“In Valtellina c’è anche la neve”: Lo slogan 2011/12
8 Novembre 2011
Dopo la Val d’Aosta e l’Alto Adige anche la Valtellina -per l’occasione è stata utilizzata una sala della nuova sede della Regione Lombardia, che
è un edificio avveniristico- è scesa in campo per far conoscere le proprie potenzialità e che possono essere contenute nello slogan: “In
Valtellina c’è anche la neve”. Questo per ricordare che oltre a sciare nelle molte e nuove versioni utilizzando modernissimi impianti di risalita si può godere di strutture
termali di prim’ordine per rimettersi in sesto e soddisfare il più raffinato palato con prodotti alimentari unici e genuini.
A darne la notizia è stato Mario Cotelli presidente del Consorzio Turistico Provinciale di Sondrio, di recente varato e costituito tra enti pubblici e privati. Un “matrimonio”
particolarmente indovinato se si tien conto dei vari e diversificati consorzi operanti nella provincia, e che ci piace ricordare: “Valtellina Che Gusto”; “Consorzio Tutela Vini di Valtellina”;
“Consorzio Tutela Mele Melavi”; “Consorzio per la Tutela del Nome Bresaola della Valtellina”; “Consorzio per la Tutela dei formaggio Valtellina Casera e Bitto”; “Accademia del Pizzocchero”;
Associazione Produttori Apistici Sondrio”.
Questo per dire che uniti si possono offrire migliori servizi con la piena soddisfazione di chi viene a trascorrere le proprie vacanze o a praticare gli sport di montagna e oltre. Una provincia
che riceve che ogni anno ospita centinaia di turisti e sportivi delle regioni confinanti nonché migliaia di stranieri del nord e dell’ Europa dell’est..
Ecco perché accanto allo slogan che dicevamo è stato aggiunto: “Valtellina: dove tutto lavora per il tuo relax”. Infatti tra queste cime e
vallate ci sono ben 100 km di sentieri da percorrere a piedi o in mountanbike, da Grosio a Colico, agibili tutto l’anno. Si può camminare con le ciaspole sulla neve: fare il trekking, il
nord walking e molto altro ancora. 1400 km sono i tracciati attrezzati per la MTB. Agli amanti della bicicletta e dello sport ciclistico non manca che l’imbarazzo della scelta per fare quelle
salite dove si sono cimentati corridori di tutte le epoche da Bartali a Coppi a Gimondi: si va dallo Stelvio, al Gavia, al Mortirolo e ad altre ancora.
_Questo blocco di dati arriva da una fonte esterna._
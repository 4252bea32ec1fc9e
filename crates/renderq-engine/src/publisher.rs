//! Event fan-out to subscribers with batching and de-duplication support.
//!
//! Delivery is at-least-once; subscribers de-duplicate on
//! `(task_id, kind, seq)`. Progress events are rate-limited per task:
//! within the configured window only the latest value is kept, intermediate
//! values are dropped, not queued. Terminal events are never dropped and
//! are redelivered with backoff until the sink acknowledges or the
//! subscriber unsubscribes.

use std::collections::HashMap;
use std::sync::atomic::{AtomicBool, Ordering};
use std::sync::Arc;
use std::time::Duration;

use async_trait::async_trait;
use tokio::sync::Mutex;
use tokio::time::Instant;
use tracing::{debug, warn};

use renderq_models::{TaskEvent, TaskEventKind, TaskId};

use crate::config::EngineConfig;
use crate::error::EngineResult;

/// Delivery handle provided by the Transport collaborator.
///
/// `deliver` returning `Ok` is the delivery acknowledgement.
#[async_trait]
pub trait EventSink: Send + Sync {
    /// Stable identity, used to unsubscribe.
    fn id(&self) -> &str;

    /// Push one event to the sink.
    async fn deliver(&self, event: &TaskEvent) -> EngineResult<()>;
}

struct Subscriber {
    sink: Arc<dyn EventSink>,
    // Flipped on unsubscribe; stops in-flight terminal redelivery loops.
    active: Arc<AtomicBool>,
}

#[derive(Default)]
struct TaskChannel {
    seq: u64,
    subscribers: Vec<Subscriber>,
    last_progress: Option<Instant>,
    pending_progress: Option<TaskEventKind>,
    flush_scheduled: bool,
    terminal: bool,
    // Terminal delivery finished; the entry only survives for reopen.
    torn_down: bool,
    // The task can never reopen; drop the entry once torn down.
    retired: bool,
}

struct Inner {
    channels: Mutex<HashMap<TaskId, TaskChannel>>,
    progress_interval: Duration,
    retry_delay: Duration,
    retry_cap: Duration,
}

/// Fans lifecycle and progress events out to per-task subscribers.
#[derive(Clone)]
pub struct EventPublisher {
    inner: Arc<Inner>,
}

impl EventPublisher {
    pub fn new(config: &EngineConfig) -> Self {
        Self {
            inner: Arc::new(Inner {
                channels: Mutex::new(HashMap::new()),
                progress_interval: config.progress_interval,
                retry_delay: config.event_retry_delay,
                retry_cap: config.event_retry_cap,
            }),
        }
    }

    /// Register a sink for a task's events.
    pub async fn subscribe(&self, task: &TaskId, sink: Arc<dyn EventSink>) {
        let mut channels = self.inner.channels.lock().await;
        let channel = channels.entry(task.clone()).or_default();
        debug!(task_id = %task, sink_id = sink.id(), "Subscriber added");
        channel.subscribers.push(Subscriber {
            sink,
            active: Arc::new(AtomicBool::new(true)),
        });
    }

    /// Remove a sink; any in-flight redelivery loop for it stops.
    pub async fn unsubscribe(&self, task: &TaskId, sink_id: &str) {
        let mut channels = self.inner.channels.lock().await;
        if let Some(channel) = channels.get_mut(task) {
            channel.subscribers.retain(|s| {
                if s.sink.id() == sink_id {
                    s.active.store(false, Ordering::SeqCst);
                    false
                } else {
                    true
                }
            });
            // Rate-limiter state is torn down with the last subscriber
            if channel.subscribers.is_empty() {
                channel.pending_progress = None;
            }
        }
    }

    /// Number of active subscribers for a task.
    pub async fn subscriber_count(&self, task: &TaskId) -> usize {
        self.inner
            .channels
            .lock()
            .await
            .get(task)
            .map(|c| c.subscribers.len())
            .unwrap_or(0)
    }

    /// Publish an event to all subscribers of `task`.
    ///
    /// Returns the sequence number assigned to the event, or `None` if it
    /// was coalesced into the pending rate-limiter slot.
    pub async fn publish(&self, task: &TaskId, kind: TaskEventKind) -> Option<u64> {
        let mut channels = self.inner.channels.lock().await;
        let channel = channels.entry(task.clone()).or_default();

        if channel.terminal {
            // Nothing follows a terminal event
            return None;
        }

        if kind.is_terminal() {
            channel.terminal = true;
            channel.pending_progress = None;
            channel.seq += 1;
            let event = TaskEvent::new(task.clone(), channel.seq, kind);
            let targets = snapshot(channel);
            let seq = channel.seq;
            drop(channels);

            self.deliver_terminal(task.clone(), event, targets);
            return Some(seq);
        }

        if kind.is_progress() {
            let now = Instant::now();
            if let Some(last) = channel.last_progress {
                if now.duration_since(last) < self.inner.progress_interval {
                    // Keep only the latest value; arm one flush timer per task
                    channel.pending_progress = Some(kind);
                    if !channel.flush_scheduled {
                        channel.flush_scheduled = true;
                        let fire_at = last + self.inner.progress_interval;
                        let publisher = self.clone();
                        let task = task.clone();
                        tokio::spawn(async move {
                            tokio::time::sleep_until(fire_at).await;
                            publisher.flush_pending(&task).await;
                        });
                    }
                    return None;
                }
            }

            channel.last_progress = Some(now);
            channel.pending_progress = None;
        }

        channel.seq += 1;
        let event = TaskEvent::new(task.clone(), channel.seq, kind);
        let targets = snapshot(channel);
        let seq = channel.seq;
        drop(channels);

        deliver_best_effort(event, targets);
        Some(seq)
    }

    /// Emit the coalesced pending progress value, if any.
    async fn flush_pending(&self, task: &TaskId) {
        let mut channels = self.inner.channels.lock().await;
        let Some(channel) = channels.get_mut(task) else {
            return;
        };
        channel.flush_scheduled = false;
        if channel.terminal {
            return;
        }
        let Some(kind) = channel.pending_progress.take() else {
            return;
        };

        channel.last_progress = Some(Instant::now());
        channel.seq += 1;
        let event = TaskEvent::new(task.clone(), channel.seq, kind);
        let targets = snapshot(channel);
        drop(channels);

        deliver_best_effort(event, targets);
    }

    /// Deliver a terminal event with retry-until-ack per subscriber, then
    /// tear the channel down.
    fn deliver_terminal(
        &self,
        task: TaskId,
        event: TaskEvent,
        targets: Vec<(Arc<dyn EventSink>, Arc<AtomicBool>)>,
    ) {
        let mut handles = Vec::with_capacity(targets.len());
        for (sink, active) in targets {
            let event = event.clone();
            let base = self.inner.retry_delay;
            let cap = self.inner.retry_cap;
            handles.push(tokio::spawn(async move {
                let mut attempt = 0u32;
                while active.load(Ordering::SeqCst) {
                    match sink.deliver(&event).await {
                        Ok(()) => return,
                        Err(e) => {
                            warn!(
                                task_id = %event.task_id,
                                sink_id = sink.id(),
                                attempt,
                                "Terminal event delivery failed, will retry: {}", e
                            );
                            let delay = base.saturating_mul(1u32 << attempt.min(16)).min(cap);
                            attempt = attempt.saturating_add(1);
                            tokio::time::sleep(delay).await;
                        }
                    }
                }
            }));
        }

        let publisher = self.clone();
        tokio::spawn(async move {
            for handle in handles {
                handle.await.ok();
            }
            // Tear down subscribers and timers; the seq counter survives so
            // a reopened task can never reuse a sequence number.
            let mut channels = publisher.inner.channels.lock().await;
            let drop_entry = match channels.get_mut(&task) {
                Some(channel) => {
                    channel.subscribers.clear();
                    channel.pending_progress = None;
                    channel.torn_down = true;
                    channel.retired
                }
                None => false,
            };
            if drop_entry {
                channels.remove(&task);
            }
        });
    }

    /// Reopen a terminal channel for a task re-entering the queue
    /// (operator requeue); the sequence counter continues from where it
    /// left off.
    pub async fn reopen(&self, task: &TaskId) {
        let mut channels = self.inner.channels.lock().await;
        if let Some(channel) = channels.get_mut(task) {
            channel.terminal = false;
            channel.last_progress = None;
            channel.torn_down = false;
            channel.retired = false;
        }
    }

    /// Drop a task's channel state once its terminal delivery settles.
    /// Only for tasks that can never reopen; a retired seq counter is gone
    /// for good.
    pub async fn retire(&self, task: &TaskId) {
        let mut channels = self.inner.channels.lock().await;
        let drop_entry = match channels.get_mut(task) {
            Some(channel) if channel.torn_down => true,
            Some(channel) => {
                channel.retired = true;
                false
            }
            None => false,
        };
        if drop_entry {
            channels.remove(task);
        }
    }
}

fn snapshot(channel: &TaskChannel) -> Vec<(Arc<dyn EventSink>, Arc<AtomicBool>)> {
    channel
        .subscribers
        .iter()
        .map(|s| (Arc::clone(&s.sink), Arc::clone(&s.active)))
        .collect()
}

/// Single-attempt delivery for non-terminal events; failures are logged,
/// never queued.
fn deliver_best_effort(event: TaskEvent, targets: Vec<(Arc<dyn EventSink>, Arc<AtomicBool>)>) {
    for (sink, active) in targets {
        let event = event.clone();
        tokio::spawn(async move {
            if !active.load(Ordering::SeqCst) {
                return;
            }
            if let Err(e) = sink.deliver(&event).await {
                warn!(
                    task_id = %event.task_id,
                    sink_id = sink.id(),
                    "Event delivery failed: {}", e
                );
            }
        });
    }
}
Campi da golf (quello di Caiolo ha 18 buche e può essere praticato da febbraio a novembre) si trovano un po’ ovunque, mentre l’equitazione, sia escursionistica che teraupetica, è
praticata in diverse località mentre la pesca lungo i torrenti o negli oltre 100 laghetti richiama amanti anche dalla vicina Svizzera.
Uno spettacolo è sempre offerto dal trenino rosso del Canton Ticino che da Tirano, da 100 anni, porta i turisti a Saint Moritz.
E poi i suoi parchi, tra i quali merita di essere citato il Parco delle incisioni Rupestri; l’osservatorio faunistico e il Parco delle Marmitte dei Giganti.
Non resta per il turista, dunque, che l’imbarazzo della scelta e del periodo nel quale soggiornare perché la Provincia di Sondrio è un posto che -tanto per chi non staccerebbe mai
gli sci come per coloro che amano l’avventura o il relax- vale la pena scoprire e soggiornare, tante sono le sue attrattive.